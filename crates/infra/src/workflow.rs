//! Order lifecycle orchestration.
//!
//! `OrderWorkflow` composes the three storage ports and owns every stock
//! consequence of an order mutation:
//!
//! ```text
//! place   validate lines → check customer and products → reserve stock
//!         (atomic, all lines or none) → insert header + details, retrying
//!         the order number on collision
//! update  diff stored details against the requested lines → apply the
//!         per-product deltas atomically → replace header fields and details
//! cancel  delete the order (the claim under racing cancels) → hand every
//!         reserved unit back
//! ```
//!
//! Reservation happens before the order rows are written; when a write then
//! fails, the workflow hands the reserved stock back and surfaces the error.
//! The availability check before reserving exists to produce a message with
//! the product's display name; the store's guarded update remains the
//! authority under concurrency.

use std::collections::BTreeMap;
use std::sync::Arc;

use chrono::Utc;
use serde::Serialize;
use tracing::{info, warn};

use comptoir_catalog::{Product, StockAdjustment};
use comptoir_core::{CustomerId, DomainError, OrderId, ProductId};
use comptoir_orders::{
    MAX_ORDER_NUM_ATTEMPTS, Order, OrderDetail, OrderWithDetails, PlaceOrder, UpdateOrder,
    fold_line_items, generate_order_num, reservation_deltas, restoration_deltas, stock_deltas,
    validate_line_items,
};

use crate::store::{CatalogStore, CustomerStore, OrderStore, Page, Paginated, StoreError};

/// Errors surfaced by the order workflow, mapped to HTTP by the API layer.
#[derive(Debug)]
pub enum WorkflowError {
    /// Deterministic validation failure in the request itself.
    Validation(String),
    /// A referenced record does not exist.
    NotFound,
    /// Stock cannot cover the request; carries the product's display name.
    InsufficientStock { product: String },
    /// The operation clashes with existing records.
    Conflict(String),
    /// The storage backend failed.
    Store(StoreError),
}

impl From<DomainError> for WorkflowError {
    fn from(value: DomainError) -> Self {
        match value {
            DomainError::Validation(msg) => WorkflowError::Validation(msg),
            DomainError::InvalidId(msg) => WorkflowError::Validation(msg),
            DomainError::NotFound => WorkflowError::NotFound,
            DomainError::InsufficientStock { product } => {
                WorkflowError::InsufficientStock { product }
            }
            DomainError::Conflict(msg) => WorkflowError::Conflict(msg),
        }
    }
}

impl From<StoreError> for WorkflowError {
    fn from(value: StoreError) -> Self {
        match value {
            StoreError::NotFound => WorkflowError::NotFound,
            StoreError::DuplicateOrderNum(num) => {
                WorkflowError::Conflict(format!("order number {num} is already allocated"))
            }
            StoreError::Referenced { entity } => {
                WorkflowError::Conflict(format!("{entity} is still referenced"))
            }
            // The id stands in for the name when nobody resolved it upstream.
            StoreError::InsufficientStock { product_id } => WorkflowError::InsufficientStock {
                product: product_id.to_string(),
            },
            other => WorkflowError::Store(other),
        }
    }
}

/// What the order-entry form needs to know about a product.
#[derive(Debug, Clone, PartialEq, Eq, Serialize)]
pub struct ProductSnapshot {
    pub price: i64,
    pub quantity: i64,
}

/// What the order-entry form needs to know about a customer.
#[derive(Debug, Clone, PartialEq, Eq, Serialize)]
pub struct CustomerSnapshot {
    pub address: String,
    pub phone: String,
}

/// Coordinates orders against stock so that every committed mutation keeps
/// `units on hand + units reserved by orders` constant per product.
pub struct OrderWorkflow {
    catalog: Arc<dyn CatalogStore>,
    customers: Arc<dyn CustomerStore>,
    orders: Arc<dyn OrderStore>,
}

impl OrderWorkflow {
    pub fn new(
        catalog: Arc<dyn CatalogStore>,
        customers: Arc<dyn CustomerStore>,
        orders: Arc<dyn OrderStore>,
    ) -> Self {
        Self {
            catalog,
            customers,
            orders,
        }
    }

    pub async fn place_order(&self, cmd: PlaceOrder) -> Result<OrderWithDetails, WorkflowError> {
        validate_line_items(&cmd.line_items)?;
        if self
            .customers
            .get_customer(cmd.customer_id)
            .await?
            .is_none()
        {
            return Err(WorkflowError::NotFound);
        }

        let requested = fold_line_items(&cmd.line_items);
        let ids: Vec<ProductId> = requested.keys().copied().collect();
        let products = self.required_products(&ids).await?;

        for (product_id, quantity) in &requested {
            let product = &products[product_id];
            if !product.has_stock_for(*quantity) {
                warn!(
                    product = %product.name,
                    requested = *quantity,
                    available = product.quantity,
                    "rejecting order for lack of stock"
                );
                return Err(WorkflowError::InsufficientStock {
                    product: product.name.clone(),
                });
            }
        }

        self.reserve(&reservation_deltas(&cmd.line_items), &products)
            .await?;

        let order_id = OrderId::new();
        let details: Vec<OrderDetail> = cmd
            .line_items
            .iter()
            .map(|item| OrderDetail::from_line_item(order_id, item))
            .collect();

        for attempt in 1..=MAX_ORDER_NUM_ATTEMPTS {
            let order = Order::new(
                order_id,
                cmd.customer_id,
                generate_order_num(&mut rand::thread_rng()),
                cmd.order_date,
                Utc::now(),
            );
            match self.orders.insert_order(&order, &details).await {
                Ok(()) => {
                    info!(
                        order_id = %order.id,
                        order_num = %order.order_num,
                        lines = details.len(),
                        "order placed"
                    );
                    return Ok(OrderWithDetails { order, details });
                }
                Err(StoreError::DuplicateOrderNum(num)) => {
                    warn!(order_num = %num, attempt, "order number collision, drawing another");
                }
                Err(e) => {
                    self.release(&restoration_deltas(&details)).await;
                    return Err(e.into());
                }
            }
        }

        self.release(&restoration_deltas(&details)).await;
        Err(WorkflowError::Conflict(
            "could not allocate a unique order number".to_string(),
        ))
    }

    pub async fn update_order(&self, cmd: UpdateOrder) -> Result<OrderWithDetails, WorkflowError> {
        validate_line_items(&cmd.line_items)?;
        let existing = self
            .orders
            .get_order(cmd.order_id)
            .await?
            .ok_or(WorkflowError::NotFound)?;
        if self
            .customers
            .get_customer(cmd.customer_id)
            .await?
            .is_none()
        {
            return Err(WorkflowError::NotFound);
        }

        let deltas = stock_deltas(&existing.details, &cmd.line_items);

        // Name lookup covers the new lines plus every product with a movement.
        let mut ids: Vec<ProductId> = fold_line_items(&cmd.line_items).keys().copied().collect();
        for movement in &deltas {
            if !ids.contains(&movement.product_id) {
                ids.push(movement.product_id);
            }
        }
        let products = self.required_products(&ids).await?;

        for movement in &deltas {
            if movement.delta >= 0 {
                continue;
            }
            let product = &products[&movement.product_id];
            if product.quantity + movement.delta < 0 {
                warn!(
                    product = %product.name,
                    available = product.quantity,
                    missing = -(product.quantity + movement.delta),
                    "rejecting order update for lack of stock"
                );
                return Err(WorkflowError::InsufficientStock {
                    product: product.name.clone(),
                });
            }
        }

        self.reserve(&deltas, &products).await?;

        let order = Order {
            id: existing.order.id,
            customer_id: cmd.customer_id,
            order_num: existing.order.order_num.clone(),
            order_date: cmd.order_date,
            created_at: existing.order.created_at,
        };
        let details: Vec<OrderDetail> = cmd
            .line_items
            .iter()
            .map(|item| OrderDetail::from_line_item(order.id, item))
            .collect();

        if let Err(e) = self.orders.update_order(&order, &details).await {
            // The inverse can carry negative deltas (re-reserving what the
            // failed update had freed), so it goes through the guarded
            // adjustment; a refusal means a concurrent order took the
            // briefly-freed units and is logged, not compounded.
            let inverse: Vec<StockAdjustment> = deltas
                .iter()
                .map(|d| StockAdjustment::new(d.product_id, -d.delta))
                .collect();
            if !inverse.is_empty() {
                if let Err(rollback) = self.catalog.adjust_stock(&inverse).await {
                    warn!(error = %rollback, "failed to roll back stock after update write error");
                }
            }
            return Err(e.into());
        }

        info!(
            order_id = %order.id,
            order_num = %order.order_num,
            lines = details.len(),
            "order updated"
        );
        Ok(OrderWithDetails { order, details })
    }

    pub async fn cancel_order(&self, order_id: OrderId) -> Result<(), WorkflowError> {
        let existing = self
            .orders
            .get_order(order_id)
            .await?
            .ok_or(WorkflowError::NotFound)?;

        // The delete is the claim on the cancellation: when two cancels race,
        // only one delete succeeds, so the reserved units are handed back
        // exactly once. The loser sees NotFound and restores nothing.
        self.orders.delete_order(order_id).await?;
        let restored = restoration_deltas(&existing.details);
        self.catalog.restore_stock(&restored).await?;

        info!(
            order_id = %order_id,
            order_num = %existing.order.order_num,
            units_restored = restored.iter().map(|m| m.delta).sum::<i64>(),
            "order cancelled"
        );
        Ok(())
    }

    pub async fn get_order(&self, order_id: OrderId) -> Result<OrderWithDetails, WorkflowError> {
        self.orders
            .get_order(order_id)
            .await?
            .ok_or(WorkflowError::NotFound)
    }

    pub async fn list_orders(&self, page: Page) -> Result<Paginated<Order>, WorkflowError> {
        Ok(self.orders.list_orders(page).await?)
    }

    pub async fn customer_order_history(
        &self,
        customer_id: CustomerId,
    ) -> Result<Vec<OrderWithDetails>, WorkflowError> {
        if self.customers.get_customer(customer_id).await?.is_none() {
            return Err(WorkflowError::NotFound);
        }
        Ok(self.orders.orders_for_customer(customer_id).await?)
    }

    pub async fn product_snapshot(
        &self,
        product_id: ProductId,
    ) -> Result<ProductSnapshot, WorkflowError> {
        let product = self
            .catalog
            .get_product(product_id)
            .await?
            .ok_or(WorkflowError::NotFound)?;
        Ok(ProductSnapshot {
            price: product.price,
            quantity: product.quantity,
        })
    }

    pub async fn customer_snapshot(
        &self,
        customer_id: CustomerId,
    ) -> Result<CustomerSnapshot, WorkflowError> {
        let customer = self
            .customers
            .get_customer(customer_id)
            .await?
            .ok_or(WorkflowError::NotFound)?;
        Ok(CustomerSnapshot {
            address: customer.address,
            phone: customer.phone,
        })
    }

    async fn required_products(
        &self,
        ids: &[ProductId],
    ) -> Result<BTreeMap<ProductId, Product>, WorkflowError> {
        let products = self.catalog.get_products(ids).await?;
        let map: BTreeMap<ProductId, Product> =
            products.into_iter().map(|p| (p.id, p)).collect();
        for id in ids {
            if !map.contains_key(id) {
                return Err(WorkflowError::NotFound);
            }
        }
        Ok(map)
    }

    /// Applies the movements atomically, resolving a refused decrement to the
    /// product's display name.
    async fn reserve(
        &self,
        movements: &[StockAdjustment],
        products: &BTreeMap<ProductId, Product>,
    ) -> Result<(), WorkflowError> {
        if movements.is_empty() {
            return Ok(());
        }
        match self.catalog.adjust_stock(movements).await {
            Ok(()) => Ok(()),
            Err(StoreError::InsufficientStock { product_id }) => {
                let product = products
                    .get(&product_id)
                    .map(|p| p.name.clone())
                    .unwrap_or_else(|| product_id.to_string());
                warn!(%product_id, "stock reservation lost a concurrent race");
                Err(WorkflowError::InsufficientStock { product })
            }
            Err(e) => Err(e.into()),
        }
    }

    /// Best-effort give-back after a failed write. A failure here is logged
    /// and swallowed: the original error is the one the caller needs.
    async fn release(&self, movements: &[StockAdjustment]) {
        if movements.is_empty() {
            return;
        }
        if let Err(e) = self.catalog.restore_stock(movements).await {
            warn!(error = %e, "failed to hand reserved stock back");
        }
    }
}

WHAT NEEDS TO BE DONE: Each line of the material that has "OrderWorkflow" in it should be counted; reply with that number alone.

ANSWER: 3